There are significant differences among the voucher programs discussed so far, but there can also be significant variation among programs in the same category. Levin (1990) for example, suggests a further distinction should be made between "market choice" models and "public choice" models. A market choice option provides vouchers for access to private schools. Public choice systems offer choices within the public domain, either within or across districts. Levin argues that public choice models better reflect the Deweyian ideal of social benefits for all, while the market choice model affords greater private family benefits. The natural tension that exists in a democracy between private benefits and the common good affords some emerging standards against which to evaluate school-choice programs independent of evidence for enhanced achievement or school improvement resulting from competition. Levin (1990) writes, "Clearly a voucher plan with 'compensatory' vouchers for the poor, no 'add-ons', extensive provisions for transportation and information, and regulation of admissions to assure participation of the poor will have vastly different consequences than one which provides a uniform voucher with parental 'add-ons', a poor information system, no transportation, and a laissez-faire approach to admissions" (p. 260).

It is clear that no system of categorization can truly accommodate the existing and potential variety of school choice programs. Therefore, instead of creating a system of categories, the range of possible structures and characteristics of various programs should be identified and examined so that any voucher program, existing or proposed, can be evaluated based on its structural characteristics.

The Structural Characteristics of Voucher Proposals

We have identified fifteen structural characteristics based on the literature that will significantly affect the legality and/or efficacy of a voucher program. These fifteen characteristics can be organized into five questions: (1) Who can participate? (2) What are the choice options? (3) How is funding handled? (4) What are the accountability measures? And (5) how does it address barriers to successful implementation? We now outline each of these questions and the possible structural characteristics that answer them.

Who can participate?

The question of who can participate applies to both students and schools. Most voucher programs have eligibility criteria for both prospective students and schools. Program participation can also be limited to a certain number of students. Who participates and how many participate, along with the criteria for eligibility, are the defining characteristics of a voucher program.

Student Eligibility. Besides the basic requirement of state or local residency, many voucher programs including those in Cleveland, Milwaukee, and Florida, have additional criteria for student eligibility. These programs are thus targeted at particular groups, usually those who are in at-risk populations or localities. Cleveland and Milwaukee, for instance, only provide vouchers to low income families (200 percent of the poverty level in Cleveland; 175 percent in Milwaukee). Florida's A+ program, on the other hand, provides vouchers only to students in schools that have received an "F" rating twice in the previous four years. Targeted programs such as these attempt to promote social equity by providing vouchers only to those who need them most. Other examples of targeted voucher programs include those in Maine and Vermont that provide reimbursement to families who live in districts that do not have a public school system.

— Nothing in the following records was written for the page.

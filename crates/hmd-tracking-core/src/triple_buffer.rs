//! "Write latest, read latest" handoff between one producer and one consumer.
//!
//! Three slots rotate between three roles: the slot the producer is filling,
//! the most recently published slot, and the slot the consumer has locked.
//! The producer never touches the locked slot and the consumer never touches
//! the slot being filled, so neither side waits on the other. The index lock
//! is held only while the three indices are read or rotated.

use parking_lot::{Mutex, MutexGuard};

#[derive(Clone, Copy, Debug)]
struct Indices {
    write: usize,
    published: usize,
    locked: usize,
    fresh: bool,
}

/// Triple-buffered value with atomic publication.
///
/// Intended for a single writer thread and a single reader thread. Both sides
/// take `&self`, so the buffer can live inside an `Arc`.
#[derive(Debug)]
pub struct TripleBuffer<T> {
    slots: [Mutex<T>; 3],
    indices: Mutex<Indices>,
}

impl<T: Clone> TripleBuffer<T> {
    /// All three slots start out as copies of `initial`.
    pub fn new(initial: T) -> Self {
        Self {
            slots: [
                Mutex::new(initial.clone()),
                Mutex::new(initial.clone()),
                Mutex::new(initial),
            ],
            indices: Mutex::new(Indices {
                write: 1,
                published: 0,
                locked: 0,
                fresh: false,
            }),
        }
    }

    /// Copy of the value the reader currently has locked.
    pub fn locked_value(&self) -> T {
        self.locked().clone()
    }
}

impl<T: Clone + Default> Default for TripleBuffer<T> {
    fn default() -> Self {
        Self::new(T::default())
    }
}

impl<T> TripleBuffer<T> {
    /// Access the slot the writer is currently filling.
    ///
    /// Changes become visible to the reader only after [`publish`](Self::publish).
    pub fn next_slot(&self) -> MutexGuard<'_, T> {
        let write = self.indices.lock().write;
        self.slots[write].lock()
    }

    /// Publish the slot filled through [`next_slot`](Self::next_slot) and
    /// rotate to a fresh write slot.
    pub fn publish(&self) {
        let mut idx = self.indices.lock();
        idx.published = idx.write;
        idx.fresh = true;
        let (published, locked) = (idx.published, idx.locked);
        idx.write = (0..3)
            .find(|&i| i != published && i != locked)
            .unwrap_or((published + 1) % 3);
    }

    /// Overwrite the write slot with `value` and publish it.
    pub fn write(&self, value: T) {
        *self.next_slot() = value;
        self.publish();
    }

    /// Lock the most recently published value for reading.
    ///
    /// Returns `true` if a value newer than the previously locked one was
    /// locked.
    pub fn lock_new_value(&self) -> bool {
        let mut idx = self.indices.lock();
        if !idx.fresh {
            return false;
        }
        idx.locked = idx.published;
        idx.fresh = false;
        true
    }

    /// Whether a value was published since the last [`lock_new_value`](Self::lock_new_value).
    pub fn has_new_value(&self) -> bool {
        self.indices.lock().fresh
    }

    /// Borrow the locked value.
    pub fn locked(&self) -> MutexGuard<'_, T> {
        let locked = self.indices.lock().locked;
        self.slots[locked].lock()
    }
}

#[cfg(test)]
mod tests {
    use super::*;
    use std::sync::Arc;
    use std::thread;

    #[test]
    fn reader_sees_latest_published_value() {
        let buf = TripleBuffer::new(0u32);
        assert!(!buf.lock_new_value());
        assert_eq!(buf.locked_value(), 0);

        buf.write(1);
        buf.write(2);
        assert!(buf.has_new_value());
        assert!(buf.lock_new_value());
        assert_eq!(buf.locked_value(), 2);
        assert!(!buf.lock_new_value());
    }

    #[test]
    fn unpublished_writes_stay_hidden() {
        let buf = TripleBuffer::new(String::from("a"));
        buf.write("b".to_string());
        assert!(buf.lock_new_value());

        buf.next_slot().push_str("partial");
        assert!(!buf.lock_new_value());
        assert_eq!(*buf.locked(), "b");

        buf.publish();
        assert!(buf.lock_new_value());
        assert!(buf.locked().ends_with("partial"));
    }

    #[test]
    fn writer_never_targets_locked_slot() {
        let buf = TripleBuffer::new(0usize);
        for round in 1..50usize {
            buf.write(round);
            if round % 3 == 0 {
                buf.lock_new_value();
            }
            let idx = *buf.indices.lock();
            assert_ne!(idx.write, idx.locked);
            assert_ne!(idx.write, idx.published);
        }
    }

    #[test]
    fn concurrent_reader_observes_monotonic_values() {
        let buf = Arc::new(TripleBuffer::new(vec![0u64; 16]));
        let writer = {
            let buf = Arc::clone(&buf);
            thread::spawn(move || {
                for i in 1..=2000u64 {
                    buf.write(vec![i; 16]);
                }
            })
        };

        let mut last = 0u64;
        while last < 2000 {
            if buf.lock_new_value() {
                let v = buf.locked_value();
                // a torn write would show mixed values
                assert!(v.iter().all(|&x| x == v[0]));
                assert!(v[0] >= last);
                last = v[0];
            }
        }
        writer.join().expect("writer thread");
    }
}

Florida's McKay Scholarship program for students in special education is the only voucher program specifically targeted to students with disabilities. Though it is unarguably a "targeted" program since only children who need special education services can qualify, it shares many similarities to universal systems in that all students with disabilities throughout the state are eligible. This also makes the McKay voucher program surprisingly large compared to most targeted voucher programs currently in existence. In its first year, the McKay program boasted 4,997 participants, more than the combined enrollment in the Cleveland program (4,457 participants) and the Florida A+ program (70 participants). It presently serves 8,644 students at a cost to taxpayers of $54.7 million (East, 2003).

Universal voucher programs, on the other hand, also have its proponents, such as Milton Friedman. Universal voucher advocates argue that targeted programs provide only limited motivation for private school involvement, create only limited competition, and thus, provide only limited benefits. Universal programs sometimes take the form of tax credit programs for educational expenses rather than true school vouchers, such as the non-refundable individual tax credit in Illinois for 25 percent of educational expenses over the first $250 spent at any public, private, or home school. The credit provides a maximum of $500. Minnesota has had a similar tax deduction since 1950 that provides up to $1,625 for students in grades K-6 and $2,500 for students in grades 7-12.

School Eligibility. For every voucher, there must be a place to spend it. Therefore, schools must be willing to participate in the program. Constitutional issues about religious schools, questions of effectiveness, and a need for adequate school enrollment drive the creation of criteria for schools that wish to participate in voucher programs and accept voucher students.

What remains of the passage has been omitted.